Federal Reserve Governor Michelle Bowman said rebounding home prices could impact the US central bank’s work to lower inflation, which Boston Fed President Susan Collins said remains “simply too high.”
“While we expect lower rents will eventually be reflected in inflation data as new leases make their way into the calculations, the residential real estate market appears to be rebounding, with home prices leveling out recently, which has implications for our fight to lower inflation,” Bowman said Wednesday at a Fed Listens event in Boston.
At the same event, Collins said the Fed is “intent on reducing inflation that’s just simply too high. She added: “I see price stability as a foundation for maximum employment that’s sustainable with a robust job market.”

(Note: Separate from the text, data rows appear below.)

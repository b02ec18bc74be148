//! Per-peer chunk POST queues and the broadcast fan-out.
//!
//! Each peer gets one bounded FIFO processed by a small fixed pool, so a
//! slow peer backs up its own queue instead of the whole broadcast. Queue
//! depth doubles as the backpressure signal: peers at or over the threshold
//! are skipped when a broadcast selects its targets.

use std::sync::atomic::{AtomicUsize, Ordering};
use std::sync::Arc;
use std::time::Duration;

use async_trait::async_trait;
use dashmap::DashMap;
use futures::stream::{FuturesUnordered, StreamExt};
use tokio::sync::{mpsc, oneshot, Mutex};
use tokio::task::JoinHandle;
use tracing::debug;

use ar_gateway_types::json::ChunkPostJson;

use crate::peers::{PeerListKind, PeerRegistry};

/// Outcome of a single chunk POST. `canceled` and `timed_out` distinguish
/// the two deadlines: the request-level abort versus a silent server.
#[derive(Debug, Clone, Default, PartialEq)]
pub struct ChunkPostResult {
    pub success: bool,
    pub status_code: Option<u16>,
    pub error: Option<String>,
    pub canceled: bool,
    pub timed_out: bool,
}

impl ChunkPostResult {
    pub fn rejected(reason: &str) -> Self {
        ChunkPostResult {
            success: false,
            error: Some(reason.to_string()),
            ..Default::default()
        }
    }
}

/// Transport for chunk POSTs, injected so queues can be exercised without a
/// network.
#[async_trait]
pub trait ChunkPostClient: Send + Sync + 'static {
    async fn post_chunk(
        &self,
        peer_url: &str,
        chunk: &ChunkPostJson,
        abort_timeout: Duration,
        response_timeout: Duration,
    ) -> ChunkPostResult;
}

struct QueuedPost {
    chunk: Arc<ChunkPostJson>,
    abort_timeout: Duration,
    response_timeout: Duration,
    reply: oneshot::Sender<ChunkPostResult>,
}

/// One peer's bounded FIFO and its worker pool.
pub struct PeerChunkQueue {
    peer_url: String,
    tx: mpsc::Sender<QueuedPost>,
    depth: Arc<AtomicUsize>,
    capacity: usize,
    workers: Vec<JoinHandle<()>>,
}

impl PeerChunkQueue {
    fn start(
        peer_url: String,
        client: Arc<dyn ChunkPostClient>,
        concurrency: usize,
        capacity: usize,
    ) -> Self {
        let (tx, rx) = mpsc::channel::<QueuedPost>(capacity.max(1));
        let rx = Arc::new(Mutex::new(rx));
        let depth = Arc::new(AtomicUsize::new(0));

        let workers = (0..concurrency.max(1))
            .map(|_| {
                let rx = rx.clone();
                let depth = depth.clone();
                let client = client.clone();
                let peer_url = peer_url.clone();
                tokio::spawn(async move {
                    loop {
                        // Hold the lock only while waiting for the next task
                        // so siblings can process in parallel.
                        let next = { rx.lock().await.recv().await };
                        let Some(task) = next else { break };
                        let result = client
                            .post_chunk(
                                &peer_url,
                                &task.chunk,
                                task.abort_timeout,
                                task.response_timeout,
                            )
                            .await;
                        depth.fetch_sub(1, Ordering::SeqCst);
                        let _ = task.reply.send(result);
                    }
                })
            })
            .collect();

        PeerChunkQueue {
            peer_url,
            tx,
            depth,
            capacity: capacity.max(1),
            workers,
        }
    }

    /// Queued plus in-flight tasks.
    pub fn depth(&self) -> usize {
        self.depth.load(Ordering::SeqCst)
    }

    /// Rejects immediately when the queue is at capacity.
    fn enqueue(
        &self,
        chunk: Arc<ChunkPostJson>,
        abort_timeout: Duration,
        response_timeout: Duration,
    ) -> Result<oneshot::Receiver<ChunkPostResult>, ()> {
        if self.depth.load(Ordering::SeqCst) >= self.capacity {
            return Err(());
        }
        let (reply, receiver) = oneshot::channel();
        self.depth.fetch_add(1, Ordering::SeqCst);
        let queued = QueuedPost {
            chunk,
            abort_timeout,
            response_timeout,
            reply,
        };
        match self.tx.try_send(queued) {
            Ok(()) => Ok(receiver),
            Err(_) => {
                self.depth.fetch_sub(1, Ordering::SeqCst);
                Err(())
            }
        }
    }

    pub fn shutdown(&self) {
        for worker in &self.workers {
            worker.abort();
        }
        debug!(peer = %self.peer_url, "chunk queue shut down");
    }
}

#[derive(Debug, Clone)]
pub struct BroadcastConfig {
    /// Workers per peer queue.
    pub per_peer_concurrency: usize,
    /// Maximum queued + in-flight tasks per peer.
    pub queue_capacity: usize,
    /// Peers at or above this depth are skipped by broadcasts.
    pub eligible_depth_threshold: usize,
    /// Global cap on peers a single broadcast posts to concurrently.
    pub broadcast_parallelism: usize,
    pub abort_timeout: Duration,
    pub response_timeout: Duration,
}

impl Default for BroadcastConfig {
    fn default() -> Self {
        BroadcastConfig {
            per_peer_concurrency: 2,
            queue_capacity: 32,
            eligible_depth_threshold: 16,
            broadcast_parallelism: 8,
            abort_timeout: Duration::from_secs(5),
            response_timeout: Duration::from_secs(15),
        }
    }
}

#[derive(Debug, Clone)]
pub struct PeerPostOutcome {
    pub peer: String,
    pub result: ChunkPostResult,
}

#[derive(Debug, Clone, Default)]
pub struct BroadcastResult {
    pub success_count: usize,
    pub failure_count: usize,
    pub results: Vec<PeerPostOutcome>,
}

/// All peer queues plus the broadcast scheduler.
pub struct ChunkQueueSet {
    config: BroadcastConfig,
    client: Arc<dyn ChunkPostClient>,
    registry: Arc<PeerRegistry>,
    queues: DashMap<String, Arc<PeerChunkQueue>>,
}

impl ChunkQueueSet {
    pub fn new(
        config: BroadcastConfig,
        client: Arc<dyn ChunkPostClient>,
        registry: Arc<PeerRegistry>,
    ) -> Self {
        ChunkQueueSet {
            config,
            client,
            registry,
            queues: DashMap::new(),
        }
    }

    fn queue_for(&self, peer_url: &str) -> Arc<PeerChunkQueue> {
        self.queues
            .entry(peer_url.to_string())
            .or_insert_with(|| {
                Arc::new(PeerChunkQueue::start(
                    peer_url.to_string(),
                    self.client.clone(),
                    self.config.per_peer_concurrency,
                    self.config.queue_capacity,
                ))
            })
            .clone()
    }

    pub fn queue_depth(&self, peer_url: &str) -> usize {
        self.queues
            .get(peer_url)
            .map(|queue| queue.depth())
            .unwrap_or(0)
    }

    /// Queues one POST on the peer's FIFO and waits for its result.
    pub async fn post_to_peer(&self, peer_url: &str, chunk: Arc<ChunkPostJson>) -> ChunkPostResult {
        let queue = self.queue_for(peer_url);
        match queue.enqueue(
            chunk,
            self.config.abort_timeout,
            self.config.response_timeout,
        ) {
            Ok(receiver) => receiver
                .await
                .unwrap_or_else(|_| ChunkPostResult::rejected("worker dropped the task")),
            Err(()) => ChunkPostResult::rejected("peer queue full"),
        }
    }

    /// Posts a chunk to the best eligible peers until `min_success` peers
    /// accept it. Eligible peers are ordered preferred-first then by weight;
    /// new sends stop being scheduled once the threshold is met, while
    /// already-scheduled sends run to completion and have their results
    /// recorded.
    pub async fn broadcast(&self, chunk: ChunkPostJson, min_success: usize) -> BroadcastResult {
        let weights = self.registry.weights(PeerListKind::PostChunk);
        let mut candidates: Vec<(String, f64, bool)> = weights
            .iter()
            .filter(|peer| self.queue_depth(&peer.id) < self.config.eligible_depth_threshold)
            .map(|peer| {
                let preferred = self
                    .registry
                    .is_preferred(PeerListKind::PostChunk, &peer.id);
                (peer.id.clone(), peer.weight, preferred)
            })
            .collect();
        candidates.sort_by(|a, b| {
            b.2.cmp(&a.2)
                .then(b.1.partial_cmp(&a.1).unwrap_or(std::cmp::Ordering::Equal))
        });

        let chunk = Arc::new(chunk);
        let mut candidate_iter = candidates.into_iter();
        let mut in_flight = FuturesUnordered::new();
        let mut outcome = BroadcastResult::default();

        loop {
            if outcome.success_count < min_success {
                while in_flight.len() < self.config.broadcast_parallelism {
                    let Some((peer, _, _)) = candidate_iter.next() else {
                        break;
                    };
                    let chunk = chunk.clone();
                    in_flight.push(async move {
                        let result = self.post_to_peer(&peer, chunk).await;
                        (peer, result)
                    });
                }
            }

            let Some((peer, result)) = in_flight.next().await else {
                break;
            };
            if result.success {
                self.registry.warm(PeerListKind::PostChunk, &peer);
                if outcome.success_count < min_success {
                    outcome.success_count += 1;
                }
            } else {
                self.registry.cool(PeerListKind::PostChunk, &peer);
                outcome.failure_count += 1;
            }
            outcome.results.push(PeerPostOutcome { peer, result });
        }

        outcome
    }

    pub fn shutdown(&self) {
        for queue in self.queues.iter() {
            queue.shutdown();
        }
    }
}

Policymakers have raised interest rates quickly over the past 14 months, bringing the federal funds rate to a range of 5% to 5.25%, from near zero, in a effort to cool prices.
Since their meeting earlier this month, some officials have said it may be time to pause rate increases in order to assess how their policy so far has impacted the economy. Others argue that persistent inflation shows they need to keep going, or resume hikes later if they skip raising at their June 13-14 meeting.
A report earlier this month showed new-home sales unexpectedly rose in April to the highest level since March 2022, indicating builders continue to benefit from limited inventory in the resale market.